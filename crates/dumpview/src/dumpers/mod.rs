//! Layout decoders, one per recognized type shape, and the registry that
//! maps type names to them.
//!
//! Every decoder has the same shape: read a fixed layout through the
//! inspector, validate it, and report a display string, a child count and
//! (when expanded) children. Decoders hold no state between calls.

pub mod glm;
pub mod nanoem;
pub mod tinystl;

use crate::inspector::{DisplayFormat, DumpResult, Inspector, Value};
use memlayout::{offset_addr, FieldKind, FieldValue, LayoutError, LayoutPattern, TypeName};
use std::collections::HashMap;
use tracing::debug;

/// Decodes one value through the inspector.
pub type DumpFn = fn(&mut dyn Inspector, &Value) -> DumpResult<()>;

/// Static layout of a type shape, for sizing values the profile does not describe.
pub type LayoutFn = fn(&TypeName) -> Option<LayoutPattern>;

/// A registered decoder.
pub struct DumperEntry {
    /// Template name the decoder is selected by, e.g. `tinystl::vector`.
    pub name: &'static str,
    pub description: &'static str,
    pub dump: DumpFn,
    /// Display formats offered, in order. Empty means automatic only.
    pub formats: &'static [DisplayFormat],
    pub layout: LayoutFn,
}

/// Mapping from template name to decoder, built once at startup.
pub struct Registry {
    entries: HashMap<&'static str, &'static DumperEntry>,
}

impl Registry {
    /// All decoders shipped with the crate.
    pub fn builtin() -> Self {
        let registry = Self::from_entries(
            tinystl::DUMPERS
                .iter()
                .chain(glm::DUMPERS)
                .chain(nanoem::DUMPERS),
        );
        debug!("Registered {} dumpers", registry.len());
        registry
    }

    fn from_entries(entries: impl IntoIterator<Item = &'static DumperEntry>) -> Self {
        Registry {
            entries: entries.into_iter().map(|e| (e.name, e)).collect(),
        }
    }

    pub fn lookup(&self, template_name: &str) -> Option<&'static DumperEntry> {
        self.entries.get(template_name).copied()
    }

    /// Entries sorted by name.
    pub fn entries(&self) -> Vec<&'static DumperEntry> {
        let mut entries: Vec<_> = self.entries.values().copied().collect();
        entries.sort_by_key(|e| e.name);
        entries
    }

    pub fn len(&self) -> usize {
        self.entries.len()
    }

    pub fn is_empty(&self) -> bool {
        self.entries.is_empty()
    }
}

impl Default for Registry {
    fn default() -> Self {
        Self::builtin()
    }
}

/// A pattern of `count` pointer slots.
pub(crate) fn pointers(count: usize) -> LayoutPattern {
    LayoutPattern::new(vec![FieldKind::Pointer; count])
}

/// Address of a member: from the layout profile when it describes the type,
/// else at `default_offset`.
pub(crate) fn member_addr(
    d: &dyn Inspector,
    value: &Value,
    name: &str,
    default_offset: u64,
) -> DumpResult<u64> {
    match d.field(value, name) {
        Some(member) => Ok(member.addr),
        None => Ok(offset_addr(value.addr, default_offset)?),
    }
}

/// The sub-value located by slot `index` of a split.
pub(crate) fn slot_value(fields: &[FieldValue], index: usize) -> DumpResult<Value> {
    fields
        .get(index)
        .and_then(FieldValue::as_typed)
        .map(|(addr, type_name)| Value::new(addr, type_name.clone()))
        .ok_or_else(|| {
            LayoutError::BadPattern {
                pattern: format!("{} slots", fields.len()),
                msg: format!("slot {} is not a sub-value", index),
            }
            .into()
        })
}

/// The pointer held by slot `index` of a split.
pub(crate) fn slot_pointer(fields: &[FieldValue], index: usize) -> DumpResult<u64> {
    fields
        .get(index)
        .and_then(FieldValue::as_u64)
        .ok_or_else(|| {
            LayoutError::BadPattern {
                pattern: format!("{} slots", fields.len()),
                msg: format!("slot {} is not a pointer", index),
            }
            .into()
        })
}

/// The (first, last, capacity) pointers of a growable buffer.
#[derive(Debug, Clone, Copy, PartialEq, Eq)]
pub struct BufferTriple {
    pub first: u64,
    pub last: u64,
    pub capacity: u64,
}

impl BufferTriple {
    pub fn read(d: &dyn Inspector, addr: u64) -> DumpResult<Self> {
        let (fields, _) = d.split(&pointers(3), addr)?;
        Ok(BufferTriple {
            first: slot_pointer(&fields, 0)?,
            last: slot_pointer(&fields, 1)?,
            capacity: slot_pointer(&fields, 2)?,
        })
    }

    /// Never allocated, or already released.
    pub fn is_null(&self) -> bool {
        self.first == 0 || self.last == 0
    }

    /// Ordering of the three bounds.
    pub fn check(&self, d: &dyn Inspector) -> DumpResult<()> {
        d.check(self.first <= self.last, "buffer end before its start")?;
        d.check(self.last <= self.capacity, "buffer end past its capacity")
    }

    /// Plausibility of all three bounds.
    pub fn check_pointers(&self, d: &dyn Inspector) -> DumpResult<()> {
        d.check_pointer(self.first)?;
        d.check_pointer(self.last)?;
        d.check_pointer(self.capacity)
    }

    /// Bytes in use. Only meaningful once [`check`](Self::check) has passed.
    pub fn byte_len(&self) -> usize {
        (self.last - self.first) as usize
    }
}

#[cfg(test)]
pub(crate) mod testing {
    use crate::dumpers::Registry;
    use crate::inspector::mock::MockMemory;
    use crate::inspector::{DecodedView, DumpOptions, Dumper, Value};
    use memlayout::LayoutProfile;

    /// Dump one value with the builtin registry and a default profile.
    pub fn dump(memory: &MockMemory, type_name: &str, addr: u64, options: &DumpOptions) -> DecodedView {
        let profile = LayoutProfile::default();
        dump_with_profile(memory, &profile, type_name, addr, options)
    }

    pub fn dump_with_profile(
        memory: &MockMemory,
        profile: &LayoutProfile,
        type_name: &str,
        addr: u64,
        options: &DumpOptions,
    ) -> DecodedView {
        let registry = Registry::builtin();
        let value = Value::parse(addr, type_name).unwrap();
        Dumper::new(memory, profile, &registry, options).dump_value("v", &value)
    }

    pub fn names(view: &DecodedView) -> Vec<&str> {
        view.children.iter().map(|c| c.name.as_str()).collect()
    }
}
==
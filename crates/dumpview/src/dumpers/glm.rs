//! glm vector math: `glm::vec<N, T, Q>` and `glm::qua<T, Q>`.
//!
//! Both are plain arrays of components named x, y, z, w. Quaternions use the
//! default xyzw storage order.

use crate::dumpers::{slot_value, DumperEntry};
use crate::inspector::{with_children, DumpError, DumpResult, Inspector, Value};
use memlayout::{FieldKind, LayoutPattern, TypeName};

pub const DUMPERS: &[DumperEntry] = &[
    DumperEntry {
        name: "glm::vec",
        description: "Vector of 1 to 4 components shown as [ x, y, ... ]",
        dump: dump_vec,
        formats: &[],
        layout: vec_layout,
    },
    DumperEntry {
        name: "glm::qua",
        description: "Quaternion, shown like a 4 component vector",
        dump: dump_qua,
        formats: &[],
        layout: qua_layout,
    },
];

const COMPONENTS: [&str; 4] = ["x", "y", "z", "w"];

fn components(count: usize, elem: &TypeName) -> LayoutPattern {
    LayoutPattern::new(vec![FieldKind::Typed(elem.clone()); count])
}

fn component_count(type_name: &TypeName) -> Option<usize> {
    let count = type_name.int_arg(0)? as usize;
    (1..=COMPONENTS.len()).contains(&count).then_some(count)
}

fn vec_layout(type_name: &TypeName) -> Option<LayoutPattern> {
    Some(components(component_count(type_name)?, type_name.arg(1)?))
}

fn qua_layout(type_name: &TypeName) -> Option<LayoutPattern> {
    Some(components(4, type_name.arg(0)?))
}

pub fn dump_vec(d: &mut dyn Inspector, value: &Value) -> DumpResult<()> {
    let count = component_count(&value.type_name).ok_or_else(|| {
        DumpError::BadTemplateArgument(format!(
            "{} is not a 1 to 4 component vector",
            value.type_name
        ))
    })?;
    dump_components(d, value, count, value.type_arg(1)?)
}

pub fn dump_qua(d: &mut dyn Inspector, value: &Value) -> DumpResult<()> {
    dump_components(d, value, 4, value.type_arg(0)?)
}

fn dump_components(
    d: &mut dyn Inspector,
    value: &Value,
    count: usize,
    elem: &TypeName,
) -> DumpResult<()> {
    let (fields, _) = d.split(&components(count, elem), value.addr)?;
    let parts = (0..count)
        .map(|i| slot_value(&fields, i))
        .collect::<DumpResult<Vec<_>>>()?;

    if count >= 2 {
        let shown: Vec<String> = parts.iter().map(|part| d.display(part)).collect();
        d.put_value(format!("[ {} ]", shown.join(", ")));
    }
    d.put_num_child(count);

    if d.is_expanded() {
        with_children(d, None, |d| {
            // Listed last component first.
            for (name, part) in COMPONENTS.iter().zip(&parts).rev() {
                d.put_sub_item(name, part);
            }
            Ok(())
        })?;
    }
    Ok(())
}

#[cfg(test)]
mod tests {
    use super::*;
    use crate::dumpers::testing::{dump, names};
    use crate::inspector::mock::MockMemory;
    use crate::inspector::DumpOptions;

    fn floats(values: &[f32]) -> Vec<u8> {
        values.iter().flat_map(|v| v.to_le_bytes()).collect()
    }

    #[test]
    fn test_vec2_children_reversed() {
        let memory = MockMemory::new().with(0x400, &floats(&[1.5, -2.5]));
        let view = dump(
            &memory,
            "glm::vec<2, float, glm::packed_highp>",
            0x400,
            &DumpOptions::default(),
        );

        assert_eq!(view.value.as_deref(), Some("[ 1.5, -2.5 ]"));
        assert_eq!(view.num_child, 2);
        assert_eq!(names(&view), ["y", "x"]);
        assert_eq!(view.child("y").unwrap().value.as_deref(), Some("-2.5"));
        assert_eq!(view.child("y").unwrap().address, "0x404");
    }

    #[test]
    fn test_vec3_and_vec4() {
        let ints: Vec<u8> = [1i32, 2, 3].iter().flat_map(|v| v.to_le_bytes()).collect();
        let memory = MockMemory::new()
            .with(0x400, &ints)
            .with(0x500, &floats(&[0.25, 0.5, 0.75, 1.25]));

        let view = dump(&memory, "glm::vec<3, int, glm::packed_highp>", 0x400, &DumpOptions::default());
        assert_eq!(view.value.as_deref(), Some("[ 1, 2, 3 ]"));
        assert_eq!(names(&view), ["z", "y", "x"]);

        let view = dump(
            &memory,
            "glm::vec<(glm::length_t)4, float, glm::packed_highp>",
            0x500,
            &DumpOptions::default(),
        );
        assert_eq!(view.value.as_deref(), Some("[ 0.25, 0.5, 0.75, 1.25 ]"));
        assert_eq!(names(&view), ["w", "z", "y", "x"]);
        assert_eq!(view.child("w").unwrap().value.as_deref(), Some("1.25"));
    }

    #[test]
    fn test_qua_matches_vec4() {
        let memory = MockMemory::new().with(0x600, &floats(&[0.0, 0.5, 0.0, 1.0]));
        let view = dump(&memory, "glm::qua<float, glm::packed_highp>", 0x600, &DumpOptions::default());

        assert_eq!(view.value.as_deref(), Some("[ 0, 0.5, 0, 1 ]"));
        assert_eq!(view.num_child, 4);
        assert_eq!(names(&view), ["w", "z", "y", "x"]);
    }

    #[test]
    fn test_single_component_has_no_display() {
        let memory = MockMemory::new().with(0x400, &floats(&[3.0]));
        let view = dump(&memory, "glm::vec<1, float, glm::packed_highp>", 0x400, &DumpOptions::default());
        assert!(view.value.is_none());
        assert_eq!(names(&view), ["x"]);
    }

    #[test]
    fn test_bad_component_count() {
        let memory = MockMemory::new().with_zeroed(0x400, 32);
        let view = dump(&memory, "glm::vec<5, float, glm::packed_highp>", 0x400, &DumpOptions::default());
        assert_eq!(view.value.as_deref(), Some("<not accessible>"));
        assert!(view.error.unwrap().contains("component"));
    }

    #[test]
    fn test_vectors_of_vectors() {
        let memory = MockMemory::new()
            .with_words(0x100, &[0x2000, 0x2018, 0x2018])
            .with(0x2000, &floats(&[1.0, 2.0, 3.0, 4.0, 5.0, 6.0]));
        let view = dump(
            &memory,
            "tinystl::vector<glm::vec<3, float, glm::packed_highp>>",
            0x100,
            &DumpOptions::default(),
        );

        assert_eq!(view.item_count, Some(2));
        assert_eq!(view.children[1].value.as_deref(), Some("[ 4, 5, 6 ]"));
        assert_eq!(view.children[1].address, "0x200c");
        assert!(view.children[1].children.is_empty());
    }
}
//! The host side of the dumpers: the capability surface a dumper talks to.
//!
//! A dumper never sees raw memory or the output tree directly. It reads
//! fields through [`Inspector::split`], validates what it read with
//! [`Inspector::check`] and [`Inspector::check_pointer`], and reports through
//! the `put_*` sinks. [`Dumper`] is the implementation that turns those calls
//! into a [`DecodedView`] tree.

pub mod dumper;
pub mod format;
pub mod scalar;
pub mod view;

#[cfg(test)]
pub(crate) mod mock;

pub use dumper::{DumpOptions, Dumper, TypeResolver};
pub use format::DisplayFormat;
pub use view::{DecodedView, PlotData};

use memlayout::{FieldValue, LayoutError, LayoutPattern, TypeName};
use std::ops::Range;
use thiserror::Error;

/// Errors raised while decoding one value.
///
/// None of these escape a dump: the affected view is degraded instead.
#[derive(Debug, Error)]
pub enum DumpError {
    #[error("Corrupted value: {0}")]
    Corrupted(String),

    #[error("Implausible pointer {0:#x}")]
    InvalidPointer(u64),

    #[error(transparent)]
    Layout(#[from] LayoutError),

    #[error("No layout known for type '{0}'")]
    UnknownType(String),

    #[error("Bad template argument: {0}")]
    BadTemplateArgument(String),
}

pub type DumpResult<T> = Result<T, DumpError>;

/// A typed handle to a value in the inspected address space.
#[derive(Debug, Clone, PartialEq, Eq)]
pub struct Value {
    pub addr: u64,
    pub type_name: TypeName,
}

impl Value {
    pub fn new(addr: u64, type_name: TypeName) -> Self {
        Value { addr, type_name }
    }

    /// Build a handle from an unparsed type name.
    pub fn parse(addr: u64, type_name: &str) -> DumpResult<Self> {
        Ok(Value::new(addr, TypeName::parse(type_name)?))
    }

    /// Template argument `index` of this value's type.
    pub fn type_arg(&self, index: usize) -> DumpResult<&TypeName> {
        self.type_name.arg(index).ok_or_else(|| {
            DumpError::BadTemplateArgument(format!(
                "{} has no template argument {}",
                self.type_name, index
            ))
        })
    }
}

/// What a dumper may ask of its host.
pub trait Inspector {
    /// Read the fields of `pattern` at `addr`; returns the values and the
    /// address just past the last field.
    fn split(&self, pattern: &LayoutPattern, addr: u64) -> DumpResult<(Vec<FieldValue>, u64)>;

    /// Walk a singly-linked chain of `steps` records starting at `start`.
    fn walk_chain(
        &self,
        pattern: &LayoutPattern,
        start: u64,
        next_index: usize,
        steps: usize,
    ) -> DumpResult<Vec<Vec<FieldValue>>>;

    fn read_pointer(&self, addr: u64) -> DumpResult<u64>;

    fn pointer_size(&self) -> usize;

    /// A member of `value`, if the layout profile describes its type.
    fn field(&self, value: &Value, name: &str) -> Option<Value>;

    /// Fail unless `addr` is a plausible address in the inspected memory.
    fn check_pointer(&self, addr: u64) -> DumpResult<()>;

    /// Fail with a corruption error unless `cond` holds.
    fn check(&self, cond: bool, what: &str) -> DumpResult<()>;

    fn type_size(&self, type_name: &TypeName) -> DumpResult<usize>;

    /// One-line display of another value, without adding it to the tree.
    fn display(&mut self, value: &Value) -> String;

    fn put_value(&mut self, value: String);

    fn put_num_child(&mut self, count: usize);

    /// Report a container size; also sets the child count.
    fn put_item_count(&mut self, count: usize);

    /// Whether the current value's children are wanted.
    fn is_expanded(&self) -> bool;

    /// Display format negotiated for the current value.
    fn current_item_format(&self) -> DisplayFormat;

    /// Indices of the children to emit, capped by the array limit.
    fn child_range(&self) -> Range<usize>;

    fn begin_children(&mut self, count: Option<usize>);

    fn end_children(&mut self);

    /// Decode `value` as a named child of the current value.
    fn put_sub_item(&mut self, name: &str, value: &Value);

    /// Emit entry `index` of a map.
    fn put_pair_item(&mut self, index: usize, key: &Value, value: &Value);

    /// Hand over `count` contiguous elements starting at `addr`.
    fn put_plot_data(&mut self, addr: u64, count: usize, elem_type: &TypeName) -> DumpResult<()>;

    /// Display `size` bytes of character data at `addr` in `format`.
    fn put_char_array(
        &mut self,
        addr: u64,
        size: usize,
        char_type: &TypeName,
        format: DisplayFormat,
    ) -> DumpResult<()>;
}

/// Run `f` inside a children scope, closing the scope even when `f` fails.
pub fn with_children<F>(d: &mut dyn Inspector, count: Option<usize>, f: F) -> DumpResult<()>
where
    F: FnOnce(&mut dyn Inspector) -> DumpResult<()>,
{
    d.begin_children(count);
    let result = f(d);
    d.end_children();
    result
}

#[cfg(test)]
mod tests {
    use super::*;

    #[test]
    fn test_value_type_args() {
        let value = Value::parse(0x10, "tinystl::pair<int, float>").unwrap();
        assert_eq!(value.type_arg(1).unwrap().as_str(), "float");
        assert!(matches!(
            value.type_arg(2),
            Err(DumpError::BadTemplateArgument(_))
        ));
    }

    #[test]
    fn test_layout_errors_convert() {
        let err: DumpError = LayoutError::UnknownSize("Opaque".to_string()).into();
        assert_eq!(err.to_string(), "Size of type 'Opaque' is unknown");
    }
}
* * *
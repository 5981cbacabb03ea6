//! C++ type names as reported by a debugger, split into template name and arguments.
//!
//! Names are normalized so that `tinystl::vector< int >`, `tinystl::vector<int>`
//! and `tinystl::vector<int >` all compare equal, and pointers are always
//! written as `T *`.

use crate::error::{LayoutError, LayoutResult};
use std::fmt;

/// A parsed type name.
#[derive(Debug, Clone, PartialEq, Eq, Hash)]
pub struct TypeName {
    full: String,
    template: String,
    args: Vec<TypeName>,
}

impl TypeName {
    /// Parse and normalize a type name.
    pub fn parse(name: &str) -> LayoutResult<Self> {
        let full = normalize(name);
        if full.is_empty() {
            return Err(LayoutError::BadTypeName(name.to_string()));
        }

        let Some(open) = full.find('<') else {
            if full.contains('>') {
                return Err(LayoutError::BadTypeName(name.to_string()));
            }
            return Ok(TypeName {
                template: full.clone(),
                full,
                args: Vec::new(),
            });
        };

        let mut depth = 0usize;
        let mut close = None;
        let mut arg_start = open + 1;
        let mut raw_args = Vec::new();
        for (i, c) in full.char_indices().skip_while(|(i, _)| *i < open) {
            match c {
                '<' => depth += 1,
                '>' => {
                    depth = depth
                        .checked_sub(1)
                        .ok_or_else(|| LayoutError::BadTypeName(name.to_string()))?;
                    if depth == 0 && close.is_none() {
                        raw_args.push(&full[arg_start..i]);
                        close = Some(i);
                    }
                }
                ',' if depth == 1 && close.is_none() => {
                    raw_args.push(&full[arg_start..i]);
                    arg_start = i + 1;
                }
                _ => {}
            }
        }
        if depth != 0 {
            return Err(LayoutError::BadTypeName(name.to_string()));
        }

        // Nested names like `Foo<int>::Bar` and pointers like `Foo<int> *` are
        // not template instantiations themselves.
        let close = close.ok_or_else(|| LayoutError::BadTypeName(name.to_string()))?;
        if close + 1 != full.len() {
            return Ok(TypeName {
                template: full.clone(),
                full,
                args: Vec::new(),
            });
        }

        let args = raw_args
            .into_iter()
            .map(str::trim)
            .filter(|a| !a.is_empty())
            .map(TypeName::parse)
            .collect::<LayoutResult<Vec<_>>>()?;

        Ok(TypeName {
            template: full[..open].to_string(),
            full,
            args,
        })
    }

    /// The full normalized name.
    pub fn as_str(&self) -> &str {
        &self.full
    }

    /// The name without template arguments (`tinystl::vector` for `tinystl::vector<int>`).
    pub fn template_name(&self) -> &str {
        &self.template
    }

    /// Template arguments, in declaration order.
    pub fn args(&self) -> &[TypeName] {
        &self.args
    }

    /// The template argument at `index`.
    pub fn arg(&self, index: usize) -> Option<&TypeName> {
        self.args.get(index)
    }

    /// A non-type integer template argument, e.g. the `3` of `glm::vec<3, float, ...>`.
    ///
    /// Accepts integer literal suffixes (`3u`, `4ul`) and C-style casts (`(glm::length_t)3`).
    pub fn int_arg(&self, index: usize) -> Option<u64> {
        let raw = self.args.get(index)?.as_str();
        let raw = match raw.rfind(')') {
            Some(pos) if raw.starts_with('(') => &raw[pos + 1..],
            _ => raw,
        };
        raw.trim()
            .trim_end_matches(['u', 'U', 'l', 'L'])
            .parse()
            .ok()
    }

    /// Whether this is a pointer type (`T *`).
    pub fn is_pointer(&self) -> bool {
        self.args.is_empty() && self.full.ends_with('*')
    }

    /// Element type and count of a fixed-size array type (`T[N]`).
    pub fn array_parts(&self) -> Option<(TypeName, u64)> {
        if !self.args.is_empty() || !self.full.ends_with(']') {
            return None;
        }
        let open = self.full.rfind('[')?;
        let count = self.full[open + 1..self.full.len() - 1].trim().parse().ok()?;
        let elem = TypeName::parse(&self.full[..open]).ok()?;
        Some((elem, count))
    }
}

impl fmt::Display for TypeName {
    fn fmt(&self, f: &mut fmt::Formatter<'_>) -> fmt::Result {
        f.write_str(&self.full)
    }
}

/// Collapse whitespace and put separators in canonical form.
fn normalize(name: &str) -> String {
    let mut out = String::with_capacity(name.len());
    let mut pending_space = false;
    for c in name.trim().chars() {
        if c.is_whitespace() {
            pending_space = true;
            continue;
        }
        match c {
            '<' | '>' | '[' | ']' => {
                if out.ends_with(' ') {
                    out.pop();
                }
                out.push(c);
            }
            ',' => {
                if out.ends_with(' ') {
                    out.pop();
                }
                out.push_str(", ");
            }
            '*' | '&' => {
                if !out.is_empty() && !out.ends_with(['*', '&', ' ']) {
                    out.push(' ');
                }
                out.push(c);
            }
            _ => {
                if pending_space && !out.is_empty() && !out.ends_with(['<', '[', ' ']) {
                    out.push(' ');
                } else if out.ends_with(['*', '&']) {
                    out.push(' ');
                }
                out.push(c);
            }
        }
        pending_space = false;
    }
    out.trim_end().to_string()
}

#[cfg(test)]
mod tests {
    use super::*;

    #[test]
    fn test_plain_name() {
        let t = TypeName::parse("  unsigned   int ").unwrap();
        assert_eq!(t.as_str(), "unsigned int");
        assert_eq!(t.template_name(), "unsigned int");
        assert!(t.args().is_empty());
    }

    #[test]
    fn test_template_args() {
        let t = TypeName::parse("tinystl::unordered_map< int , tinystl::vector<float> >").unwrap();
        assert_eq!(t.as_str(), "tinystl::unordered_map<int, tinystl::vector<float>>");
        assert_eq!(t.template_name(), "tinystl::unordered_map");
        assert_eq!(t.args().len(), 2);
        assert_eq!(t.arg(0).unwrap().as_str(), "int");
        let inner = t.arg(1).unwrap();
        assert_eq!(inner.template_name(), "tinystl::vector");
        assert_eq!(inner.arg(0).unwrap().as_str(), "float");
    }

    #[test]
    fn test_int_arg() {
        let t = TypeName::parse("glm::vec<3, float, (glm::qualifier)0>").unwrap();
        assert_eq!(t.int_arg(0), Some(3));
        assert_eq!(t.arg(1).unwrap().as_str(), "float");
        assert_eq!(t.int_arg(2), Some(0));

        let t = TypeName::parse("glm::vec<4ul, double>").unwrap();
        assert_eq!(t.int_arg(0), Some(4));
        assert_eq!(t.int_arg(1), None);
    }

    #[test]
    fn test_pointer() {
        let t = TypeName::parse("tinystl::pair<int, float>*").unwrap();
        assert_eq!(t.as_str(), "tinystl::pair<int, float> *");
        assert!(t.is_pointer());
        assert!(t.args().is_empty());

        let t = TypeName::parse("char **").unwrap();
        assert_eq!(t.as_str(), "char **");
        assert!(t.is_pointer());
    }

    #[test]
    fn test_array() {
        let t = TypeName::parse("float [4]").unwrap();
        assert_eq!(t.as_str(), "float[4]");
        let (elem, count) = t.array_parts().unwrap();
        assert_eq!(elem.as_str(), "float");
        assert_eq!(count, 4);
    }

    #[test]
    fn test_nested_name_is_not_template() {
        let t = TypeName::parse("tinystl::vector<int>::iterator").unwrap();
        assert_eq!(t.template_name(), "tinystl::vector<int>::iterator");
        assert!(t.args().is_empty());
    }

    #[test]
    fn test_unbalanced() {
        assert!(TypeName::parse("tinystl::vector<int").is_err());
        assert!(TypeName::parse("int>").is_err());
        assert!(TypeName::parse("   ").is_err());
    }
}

### WORK INSTRUCTIONS
Your reply should be only the number of lines in the records above that include "integer".

### SOLUTION TO THE PROBLEM
2